[Saved entries]
┌──

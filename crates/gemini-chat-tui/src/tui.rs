use std::io::{self, Stderr};
use anyhow::Result;
use crossterm::{
    event::{self, Event, KeyEvent, KeyEventKind, MouseEvent},
    execute,
    terminal::{disable_raw_mode, enable_raw_mode, EnterAlternateScreen, LeaveAlternateScreen},
};
use gemini_chat_core::ChatError;
use ratatui::{backend::CrosstermBackend, Terminal};
use futures_util::StreamExt;
use tokio::sync::mpsc;

pub type Tui = Terminal<CrosstermBackend<Stderr>>;

#[derive(Debug)]
pub enum AppEvent {
    Key(KeyEvent),
    Mouse(MouseEvent),
    Resize(u16, u16),
    Tick,
    /// One streamed fragment of the in-flight reply
    Chunk(String),
    ChatFinished(Result<(), ChatError>),
    WorkflowFinished(Result<String, ChatError>),
}

/// Merges terminal input, the animation tick, and results from spawned
/// service tasks into one ordered queue.
pub struct EventHandler {
    rx: mpsc::UnboundedReceiver<AppEvent>,
    tx: mpsc::UnboundedSender<AppEvent>,
}

impl EventHandler {
    pub fn new() -> Self {
        let (tx, rx) = mpsc::unbounded_channel();

        // Spawn event reader task
        let tx_events = tx.clone();
        tokio::spawn(async move {
            let mut reader = event::EventStream::new();
            while let Some(evt) = reader.next().await {
                let Ok(evt) = evt else { continue };
                let app_event = match evt {
                    // Only handle key press events, not release
                    Event::Key(key) if key.kind == KeyEventKind::Press => Some(AppEvent::Key(key)),
                    Event::Mouse(mouse) => Some(AppEvent::Mouse(mouse)),
                    Event::Resize(w, h) => Some(AppEvent::Resize(w, h)),
                    _ => None,
                };

                if let Some(event) = app_event {
                    if tx_events.send(event).is_err() {
                        break;
                    }
                }
            }
        });

        // Tick drives the "Thinking" animation (300ms interval)
        let tx_tick = tx.clone();
        tokio::spawn(async move {
            let mut interval = tokio::time::interval(std::time::Duration::from_millis(300));
            loop {
                interval.tick().await;
                if tx_tick.send(AppEvent::Tick).is_err() {
                    break;
                }
            }
        });

        Self { rx, tx }
    }

    /// Sender for background tasks reporting back to the UI loop
    pub fn sender(&self) -> mpsc::UnboundedSender<AppEvent> {
        self.tx.clone()
    }

    pub async fn next(&mut self) -> Option<AppEvent> {
        self.rx.recv().await
    }
}

pub fn init() -> Result<Tui> {
    enable_raw_mode()?;
    execute!(io::stderr(), EnterAlternateScreen)?;

    // Enable mouse capture
    execute!(io::stderr(), crossterm::event::EnableMouseCapture)?;

    let backend = CrosstermBackend::new(io::stderr());
    let terminal = Terminal::new(backend)?;

    Ok(terminal)
}

pub fn restore() -> Result<()> {
    execute!(io::stderr(), crossterm::event::DisableMouseCapture)?;
    execute!(io::stderr(), LeaveAlternateScreen)?;
    disable_raw_mode()?;
    Ok(())
}

/// Install panic hook to restore terminal on panic
pub fn install_panic_hook() {
    let original_hook = std::panic::take_hook();
    std::panic::set_hook(Box::new(move |panic_info| {
        let _ = restore();
        original_hook(panic_info);
    }));
}
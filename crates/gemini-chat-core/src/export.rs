//! Plain-text transcript export

use anyhow::{Context, Result};
use std::fs;
use std::path::{Path, PathBuf};
use time::format_description::well_known::Rfc3339;
use time::OffsetDateTime;

use crate::transcript::Message;

const SEPARATOR: &str = "\n---\n\n";

/// Render messages as `ROLE:\ntext\n` blocks joined by a `---` line
pub fn format_transcript(messages: &[Message]) -> String {
    messages
        .iter()
        .map(|m| format!("{}:\n{}\n", m.role.as_str().to_uppercase(), m.text))
        .collect::<Vec<_>>()
        .join(SEPARATOR)
}

/// File name for an export taken at `now`, e.g.
/// `gemini-chat-history-2025-01-02T03-04-05Z.txt`
pub fn export_file_name(now: OffsetDateTime) -> String {
    let stamp = now
        .to_offset(time::UtcOffset::UTC)
        .replace_nanosecond(0)
        .unwrap_or(now)
        .format(&Rfc3339)
        .unwrap_or_else(|_| now.unix_timestamp().to_string());
    format!("gemini-chat-history-{}.txt", stamp.replace(':', "-"))
}

/// Write the transcript into `dir`. Nothing is written for an empty
/// transcript.
pub fn save_transcript(messages: &[Message], dir: &Path, now: OffsetDateTime) -> Result<Option<PathBuf>> {
    if messages.is_empty() {
        return Ok(None);
    }

    fs::create_dir_all(dir)
        .with_context(|| format!("Failed to create export directory {:?}", dir))?;
    let path = dir.join(export_file_name(now));
    fs::write(&path, format_transcript(messages))
        .with_context(|| format!("Failed to write transcript to {:?}", path))?;

    tracing::info!("exported {} messages to {:?}", messages.len(), path);
    Ok(Some(path))
}
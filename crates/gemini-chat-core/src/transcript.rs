//! UI-agnostic conversation transcript
//!
//! The transcript is an append-only log of messages. Only the trailing model
//! message may change, and only while it is "open" (a request is in flight).
//! Every mutation publishes a fresh snapshot: consumers holding an earlier
//! [`Snapshot`] keep seeing the old value, and can detect a change by comparing
//! versions or with [`Snapshot::ptr_eq`].

use serde::{Deserialize, Serialize};
use std::sync::Arc;
use thiserror::Error;

/// The author of a chat message
#[derive(Debug, Clone, Copy, PartialEq, Eq, Serialize, Deserialize)]
#[serde(rename_all = "lowercase")]
pub enum Role {
    User,
    Model,
}

impl Role {
    pub fn as_str(&self) -> &'static str {
        match self {
            Role::User => "user",
            Role::Model => "model",
        }
    }
}

/// A chat message in the conversation
#[derive(Debug, Clone, PartialEq, Eq, Serialize, Deserialize)]
pub struct Message {
    pub role: Role,
    pub text: String,
    #[serde(default, rename = "isWorkflow", skip_serializing_if = "std::ops::Not::not")]
    pub is_workflow: bool,
}

impl Message {
    pub fn user(text: impl Into<String>) -> Self {
        Self {
            role: Role::User,
            text: text.into(),
            is_workflow: false,
        }
    }

    pub fn model(text: impl Into<String>) -> Self {
        Self {
            role: Role::Model,
            text: text.into(),
            is_workflow: false,
        }
    }
}

#[derive(Debug, Clone, Copy, PartialEq, Eq, Error)]
pub enum TranscriptError {
    #[error("transcript is empty")]
    Empty,
    #[error("last message is not a model message")]
    NotModelMessage,
    #[error("a model message is still open")]
    MessageOpen,
    #[error("no model message is open")]
    NoOpenMessage,
}

/// An immutable view of the transcript at one version
#[derive(Debug, Clone)]
pub struct Snapshot {
    version: u64,
    messages: Arc<Vec<Message>>,
}

impl Snapshot {
    pub fn version(&self) -> u64 {
        self.version
    }

    pub fn messages(&self) -> &[Message] {
        &self.messages
    }

    /// True when both snapshots share the same underlying message list
    pub fn ptr_eq(&self, other: &Snapshot) -> bool {
        Arc::ptr_eq(&self.messages, &other.messages)
    }
}

#[derive(Debug, Default)]
pub struct Transcript {
    messages: Arc<Vec<Message>>,
    version: u64,
    open: bool,
}

impl Transcript {
    pub fn new() -> Self {
        Self::default()
    }

    pub fn snapshot(&self) -> Snapshot {
        Snapshot {
            version: self.version,
            messages: Arc::clone(&self.messages),
        }
    }

    pub fn messages(&self) -> &[Message] {
        &self.messages
    }

    pub fn len(&self) -> usize {
        self.messages.len()
    }

    pub fn is_empty(&self) -> bool {
        self.messages.is_empty()
    }

    pub fn version(&self) -> u64 {
        self.version
    }

    /// Whether the trailing message is still being filled by a request
    pub fn has_open_message(&self) -> bool {
        self.open
    }

    pub fn last(&self) -> Option<&Message> {
        self.messages.last()
    }

    /// Most recent user message, searching backward from the end
    pub fn last_user_message(&self) -> Option<&Message> {
        self.messages.iter().rev().find(|m| m.role == Role::User)
    }

    pub fn append(&mut self, message: Message) -> Result<(), TranscriptError> {
        if self.open {
            return Err(TranscriptError::MessageOpen);
        }
        self.publish(|messages| messages.push(message));
        Ok(())
    }

    /// Append an empty model message that stays open until closed or dropped
    pub fn append_placeholder(&mut self, is_workflow: bool) -> Result<(), TranscriptError> {
        if self.open {
            return Err(TranscriptError::MessageOpen);
        }
        self.publish(|messages| {
            messages.push(Message {
                role: Role::Model,
                text: String::new(),
                is_workflow,
            })
        });
        self.open = true;
        Ok(())
    }

    /// Concatenate `delta` onto the trailing model message
    pub fn patch_last(&mut self, delta: &str) -> Result<(), TranscriptError> {
        let last = self.last_model()?;
        let mut text = String::with_capacity(last.text.len() + delta.len());
        text.push_str(&last.text);
        text.push_str(delta);
        self.replace_last(text);
        Ok(())
    }

    /// Replace the trailing model message's text wholesale
    pub fn set_last_text(&mut self, full: impl Into<String>) -> Result<(), TranscriptError> {
        self.last_model()?;
        self.replace_last(full.into());
        Ok(())
    }

    /// Mark the open message as final. It becomes immutable from here on.
    pub fn close_last(&mut self) -> Result<(), TranscriptError> {
        if !self.open {
            return Err(TranscriptError::NoOpenMessage);
        }
        self.open = false;
        Ok(())
    }

    /// Remove the trailing message (rollback after a failed request)
    pub fn drop_last(&mut self) -> Result<Message, TranscriptError> {
        let mut removed = None;
        if self.messages.is_empty() {
            return Err(TranscriptError::Empty);
        }
        self.publish(|messages| removed = messages.pop());
        self.open = false;
        removed.ok_or(TranscriptError::Empty)
    }

    fn last_model(&self) -> Result<&Message, TranscriptError> {
        match self.messages.last() {
            None => Err(TranscriptError::Empty),
            Some(m) if m.role != Role::Model => Err(TranscriptError::NotModelMessage),
            Some(_) if !self.open => Err(TranscriptError::NoOpenMessage),
            Some(m) => Ok(m),
        }
    }

    // The trailing element is swapped for a new value rather than edited.
    fn replace_last(&mut self, text: String) {
        self.publish(|messages| {
            if let Some(last) = messages.pop() {
                messages.push(Message { text, ..last });
            }
        });
    }

    fn publish(&mut self, mutate: impl FnOnce(&mut Vec<Message>)) {
        let mut next = Vec::with_capacity(self.messages.len() + 1);
        next.extend(self.messages.iter().cloned());
        mutate(&mut next);
        self.messages = Arc::new(next);
        self.version += 1;
    }
}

└──

#### TASK OBJECTIVE:
Copy out the lines above word for word, stopping after the line containing "the in-flight reply".

#### ANSWER SECTION:
filename crates/gemini-chat-tui/src/tui.rs
use std::io::{self, Stderr};
use anyhow::Result;
use crossterm::{
    event::{self, Event, KeyEvent, KeyEventKind, MouseEvent},
    execute,
    terminal::{disable_raw_mode, enable_raw_mode, EnterAlternateScreen, LeaveAlternateScreen},
};
use gemini_chat_core::ChatError;
use ratatui::{backend::CrosstermBackend, Terminal};
use futures_util::StreamExt;
use tokio::sync::mpsc;

pub type Tui = Terminal<CrosstermBackend<Stderr>>;

#[derive(Debug)]
pub enum AppEvent {
    Key(KeyEvent),
    Mouse(MouseEvent),
    Resize(u16, u16),
    Tick,
    /// One streamed fragment of the in-flight reply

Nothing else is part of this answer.